The media couldn't help noticing there were some empty seats in the audience.
Some Democrats defended themselves and said there was a valid reason they weren't there. The office of Rep. Carolyn Maloney, who authored the bill, claims she wasn't even invited.
"Rep. Carolyn Maloney (D-N.Y.) was the lead author of the 9/11 fund bill," The Daily Beast reported. "But a spokesperson for her office confirmed to The Daily Beast that she was not invited to the event."
That's not true, according to the White House.
Follow up … A White House source tells me every member of Congress was invited to the bill signing ceremony. Invites were sent Saturday morning, as @seungminkim has already pointed out. https://t.co/6WTTtlYDrO— Jake Sherman (@JakeSherman) July 29, 2019
Other Democratic sources acknowledged the invitations, but said they already had commitments.
Schumer did get a White House invite to 9/11 event, received 12:25 a.m. on July 27, per office. He has previous commitment in upstate New York. Have yet to hear back from Gillibrand's folks. https://t.co/vQLBYYUXot— Seung Min Kim (@seungminkim) July 29, 2019
Some social media users noted this was not a fair criticism, considering it was Democrats who urged for the restoration of the fund in the first place.

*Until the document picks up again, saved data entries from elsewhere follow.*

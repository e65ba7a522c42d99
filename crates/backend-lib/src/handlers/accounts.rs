// ============================
// crates/backend-lib/src/handlers/accounts.rs
// ============================
//! Account routes: registration, login sessions and password resets.
use std::sync::Arc;
use axum::{
    extract::State,
    http::HeaderMap,
    response::{IntoResponse, Redirect},
    Form, Json,
};
use authgate_common::{
    CredentialsForm, EmailMessageBody, MessageBody, PasswordUpdateForm, ProfileBody, ResetRequestForm,
    ResetTokenBody,
};
use crate::auth::session_cookie;
use crate::error::AppError;
use crate::handlers::{required, set_cookie};
use crate::storage::UserStore;
use crate::AppState;

/// Cookie carrying the account session id
pub const ACCOUNT_SESSION_COOKIE: &str = "session_id";

/// `GET /`
pub async fn index() -> Json<MessageBody> {
    Json(MessageBody { message: "Bienvenue".to_string() })
}

/// `POST /users`
pub async fn register<S: UserStore + Clone + 'static>(
    State(state): State<Arc<AppState<S>>>,
    Form(form): Form<CredentialsForm>,
) -> Result<Json<EmailMessageBody>, AppError> {
    let email = required(form.email, "email")?;
    let password = required(form.password, "password")?;

    let user = state.accounts.register_user(&email, &password)?;
    Ok(Json(EmailMessageBody {
        email: user.email,
        message: "user created".to_string(),
    }))
}

/// `POST /sessions`
pub async fn login<S: UserStore + Clone + 'static>(
    State(state): State<Arc<AppState<S>>>,
    Form(form): Form<CredentialsForm>,
) -> Result<impl IntoResponse, AppError> {
    let email = required(form.email, "email")?;
    let password = required(form.password, "password")?;

    if !state.accounts.valid_login(&email, &password) {
        return Err(AppError::Unauthorized);
    }
    let session_id = state.accounts.create_session(&email).ok_or(AppError::Unauthorized)?;
    Ok((
        set_cookie(ACCOUNT_SESSION_COOKIE, &session_id),
        Json(EmailMessageBody {
            email,
            message: "logged in".to_string(),
        }),
    ))
}

/// `DELETE /sessions`
pub async fn logout<S: UserStore + Clone + 'static>(
    State(state): State<Arc<AppState<S>>>,
    headers: HeaderMap,
) -> Result<Redirect, AppError> {
    let user = state
        .accounts
        .get_user_from_session_id(session_cookie(Some(&headers), ACCOUNT_SESSION_COOKIE))
        .ok_or(AppError::Forbidden)?;
    state.accounts.destroy_session(user.id);
    Ok(Redirect::to("/"))
}

/// `GET /profile`
pub async fn profile<S: UserStore + Clone + 'static>(
    State(state): State<Arc<AppState<S>>>,
    headers: HeaderMap,
) -> Result<Json<ProfileBody>, AppError> {
    let user = state
        .accounts
        .get_user_from_session_id(session_cookie(Some(&headers), ACCOUNT_SESSION_COOKIE))
        .ok_or(AppError::Forbidden)?;
    Ok(Json(ProfileBody { email: user.email }))
}

/// `POST /reset_password`
pub async fn get_reset_password_token<S: UserStore + Clone + 'static>(
    State(state): State<Arc<AppState<S>>>,
    Form(form): Form<ResetRequestForm>,
) -> Result<Json<ResetTokenBody>, AppError> {
    let email = required(form.email, "email")?;
    let reset_token = state
        .accounts
        .get_reset_password_token(&email)
        .map_err(|_| AppError::Forbidden)?;
    Ok(Json(ResetTokenBody { email, reset_token }))
}

/// `PUT /reset_password`
pub async fn update_password<S: UserStore + Clone + 'static>(
    State(state): State<Arc<AppState<S>>>,
    Form(form): Form<PasswordUpdateForm>,
) -> Result<Json<EmailMessageBody>, AppError> {
    let email = required(form.email, "email")?;
    let reset_token = required(form.reset_token, "reset_token")?;
    let new_password = required(form.new_password, "new_password")?;

    state
        .accounts
        .update_password(&reset_token, &new_password)
        .map_err(|e| match e {
            AppError::InvalidResetToken => AppError::Forbidden,
            other => other,
        })?;
    Ok(Json(EmailMessageBody {
        email,
        message: "Password updated".to_string(),
    }))
}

This is what is politely called “redefining the narrative”. aka rewriting history and claiming credit for what is not theirs. Democrat @RepJerryNadler was among the the first to recognize an issue with 9/11 responders while Republicans fought appropriate care all the way. https://t.co/0eKNd14eUl— Bryan William Jones (@BWJones) July 29, 2019
also not present are the top members who pushed for this legislation...— Emily Cochrane (@ESCochrane) July 29, 2019
* Rep. Carolyn Maloney (who literally wore a firefighters jacket for months until the bill passed.)
* Schumer / Gillibrand / Cory Gardner of Colorado
read @juliehdavis for bg > https://t.co/ShFbPwZ3aF https://t.co/6ouqYz80Dh
Comedian Jon Stewart also deserves kudos for getting this done. He was on the front lines for these first responders for some time and was instrumental in moving Congress to act. When it came time to vote, it was nearly unanimous - a tally of 97-2. Sens. Mike Lee (R-UT) and Rand Paul (R-KY) voted "no" because they were concerned about the cost.
Since the September 11, 2001 terror attacks, over 2,000 first responders and survivors to 9/11-related cancers and illnesses have died, the president reminded us on Monday. Thousands more are battling illness today.